The check comes!! He pulls out his credit card and asked me if I wanted to split it 50/50…I flat out said NO, however I have no problem leaving a tip…but seriously? Did I eat a steak? Did I even have a soft drink? Hell NO I am not paying half of anything! So he looks at me like I was speaking a foreign language, and reluctantly paid for the meal.

((Meik's comment: blink. blink. blink. now forgive me if I'm missing something..but didn't he ASK YOU out? AND you drove?! *blank stare* ))

Needless to say, the next stop is to drop his cheap butt off at home. So on the way to his house, he tells me he enjoys hanging out with me, and would love to watch a movie. All signs have already pointed that I don’t need to be bothered, but I say, ok, sure we can watch a movie.

Let me explain that his apartment is basically a college campus based type of apartment where there are 4 bedrooms that each have their own bathrooms, and the roommates all share the common areas (laundry area, kitchen, and living room). No television in the living room, so we had to watch the movie in his room….he opens the door, to disorganization, and a messy room (just as I thought).

I sit on his bed to watch his 15-inch flat screen TV that I can barely see, he hands me the remote, and excuses himself to the restroom. I take this opportunity to text and tweet my friends to let them know that I am not sure if I can trust their judgment ever again and our friendships will be reevaluated, lol. As I’m tweeting and texting, I finally notice that not only has time flown by, but I’ve heard a numerous amount of flushes, water running, a fan on blast, and interval sprays of air freshener being doused in the air.

((Meik's comment: *sniggle*))

I then realized that about 15 minutes have elapsed, and this fool is still in the restroom.
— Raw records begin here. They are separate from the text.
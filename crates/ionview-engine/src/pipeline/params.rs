use glam::{Mat3, Vec3};
use serde::{Deserialize, Serialize};

use crate::render::Color;

/// Bloom tuning, fixed for the life of the pipeline.
///
/// There are no setters: a pipeline reads the same values on every frame.
#[derive(Debug, Copy, Clone, PartialEq)]
pub struct BloomParams {
    exposure: f32,
    strength: f32,
    radius: f32,
    threshold: f32,
}

impl BloomParams {
    /// Negative and non-finite inputs are replaced by 0.
    pub fn new(exposure: f32, strength: f32, radius: f32, threshold: f32) -> Self {
        let sane = |v: f32| if v.is_finite() { v.max(0.0) } else { 0.0 };
        Self {
            exposure: sane(exposure),
            strength: sane(strength),
            radius: sane(radius),
            threshold: sane(threshold),
        }
    }

    pub fn exposure(&self) -> f32 {
        self.exposure
    }

    pub fn strength(&self) -> f32 {
        self.strength
    }

    pub fn radius(&self) -> f32 {
        self.radius
    }

    pub fn threshold(&self) -> f32 {
        self.threshold
    }
}

impl Default for BloomParams {
    fn default() -> Self {
        Self::new(1.8, 3.0, 1.2, 0.0)
    }
}

#[derive(Debug, Copy, Clone, Default, Eq, PartialEq, Serialize, Deserialize)]
#[serde(rename_all = "lowercase")]
pub enum ToneMappingMode {
    None,
    Linear,
    #[default]
    Reinhard,
    Aces,
}

impl ToneMappingMode {
    /// Shader-side selector.
    pub fn index(self) -> u32 {
        match self {
            Self::None => 0,
            Self::Linear => 1,
            Self::Reinhard => 2,
            Self::Aces => 3,
        }
    }

    /// CPU reference of the output shader curves.
    pub fn apply(self, rgb: [f32; 3], exposure: f32) -> [f32; 3] {
        let c = Vec3::from_array(rgb);
        let out = match self {
            Self::None => c,
            Self::Linear => (c * exposure).clamp(Vec3::ZERO, Vec3::ONE),
            Self::Reinhard => {
                let c = c * exposure;
                (c / (Vec3::ONE + c)).clamp(Vec3::ZERO, Vec3::ONE)
            }
            Self::Aces => aces_filmic(c * exposure / 0.6),
        };
        out.to_array()
    }
}

fn aces_filmic(c: Vec3) -> Vec3 {
    let input = Mat3::from_cols_array(&[
        0.59719, 0.07600, 0.02840,
        0.35458, 0.90834, 0.13383,
        0.04823, 0.01566, 0.83777,
    ]);
    let output = Mat3::from_cols_array(&[
        1.60475, -0.10208, -0.00327,
        -0.53108, 1.10813, -0.07276,
        -0.07367, -0.00605, 1.07602,
    ]);
    let v = input * c;
    let a = v * (v + Vec3::splat(0.0245786)) - Vec3::splat(0.000090537);
    let b = v * (v * 0.983729 + Vec3::splat(0.4329510)) + Vec3::splat(0.238081);
    (output * (a / b)).clamp(Vec3::ZERO, Vec3::ONE)
}

/// Tone mapping applied when presenting the HDR chain output.
#[derive(Debug, Copy, Clone, PartialEq)]
pub struct ToneMapping {
    pub mode: ToneMappingMode,
    /// Final multiplier applied before the curve.
    pub exposure: f32,
}

impl ToneMapping {
    /// Derives the presentation exposure from the bloom exposure setting (`exposure^4`).
    pub fn from_bloom_exposure(mode: ToneMappingMode, exposure: f32) -> Self {
        Self {
            mode,
            exposure: exposure.powi(4),
        }
    }
}

/// Renderer configuration fixed at startup.
#[derive(Debug, Copy, Clone, PartialEq)]
pub struct RendererSettings {
    pub clear_color: Color,
    pub tone_mapping: ToneMappingMode,
    pub shadows: bool,
    /// Requested MSAA sample count for the scene pass; reduced to what the device supports.
    pub msaa_samples: u32,
}

impl Default for RendererSettings {
    fn default() -> Self {
        Self {
            clear_color: Color::BLACK,
            tone_mapping: ToneMappingMode::Reinhard,
            shadows: true,
            msaa_samples: 4,
        }
    }
}

#[cfg(test)]
mod tests {
    use super::*;
    use approx::assert_relative_eq;

    #[test]
    fn default_bloom_matches_viewer_constants() {
        let p = BloomParams::default();
        assert_eq!((p.exposure(), p.strength(), p.radius(), p.threshold()), (1.8, 3.0, 1.2, 0.0));
    }

    #[test]
    fn bloom_params_reject_negative_values() {
        let p = BloomParams::new(-1.0, f32::NAN, 0.5, -0.1);
        assert_eq!((p.exposure(), p.strength(), p.radius(), p.threshold()), (0.0, 0.0, 0.5, 0.0));
    }

    #[test]
    fn exposure_is_raised_to_fourth_power() {
        let t = ToneMapping::from_bloom_exposure(ToneMappingMode::Reinhard, 1.8);
        assert_relative_eq!(t.exposure, 10.4976, epsilon = 1e-4);
    }

    #[test]
    fn reinhard_maps_one_to_half() {
        let out = ToneMappingMode::Reinhard.apply([1.0, 0.0, 3.0], 1.0);
        assert_relative_eq!(out[0], 0.5);
        assert_eq!(out[1], 0.0);
        assert_relative_eq!(out[2], 0.75);
    }

    #[test]
    fn linear_saturates() {
        assert_eq!(ToneMappingMode::Linear.apply([0.25, 2.0, 0.0], 2.0), [0.5, 1.0, 0.0]);
    }

    #[test]
    fn none_passes_through() {
        assert_eq!(ToneMappingMode::None.apply([4.0, 0.5, 0.0], 10.0), [4.0, 0.5, 0.0]);
    }

    #[test]
    fn aces_is_monotonic_and_bounded() {
        let mut prev = -1.0;
        for i in 0..50 {
            let v = i as f32 * 0.25;
            let out = ToneMappingMode::Aces.apply([v, v, v], 1.0)[1];
            assert!(out >= prev && (0.0..=1.0).contains(&out));
            prev = out;
        }
        assert!(ToneMappingMode::Aces.apply([0.0; 3], 1.0)[0] < 1e-3);
    }

    #[test]
    fn tone_mapping_mode_parses_lowercase() {
        #[derive(Deserialize)]
        struct W {
            mode: ToneMappingMode,
        }
        let w: W = toml::from_str("mode = \"aces\"").unwrap();
        assert_eq!(w.mode, ToneMappingMode::Aces);
    }
}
This mission needs to be aborted ASAP. So I start planning my escape, and as I’m about to collect my keys and my purse, I get a text message.... live from the bathroom, from this fool, and it says “I am sooo sorry, I am just going to be a few more minutes, this is taking longer than I expected.”

((Meik's comment: *sniggle harder*))


Oh.Wow. Welllp.. against my better judgment yet again, I wait for him to come out…After about 10 more minutes, he finally emerges from the bathroom spraying behind him, and apologizing. Earlier at dinner I had offered some hand sanitizer to him b/c I am all about clean hands, and he had declined, which is gross. But when this man left the bathroom, he then says “Hey, do you still have that hand sanitizer…umm…can I get some please?”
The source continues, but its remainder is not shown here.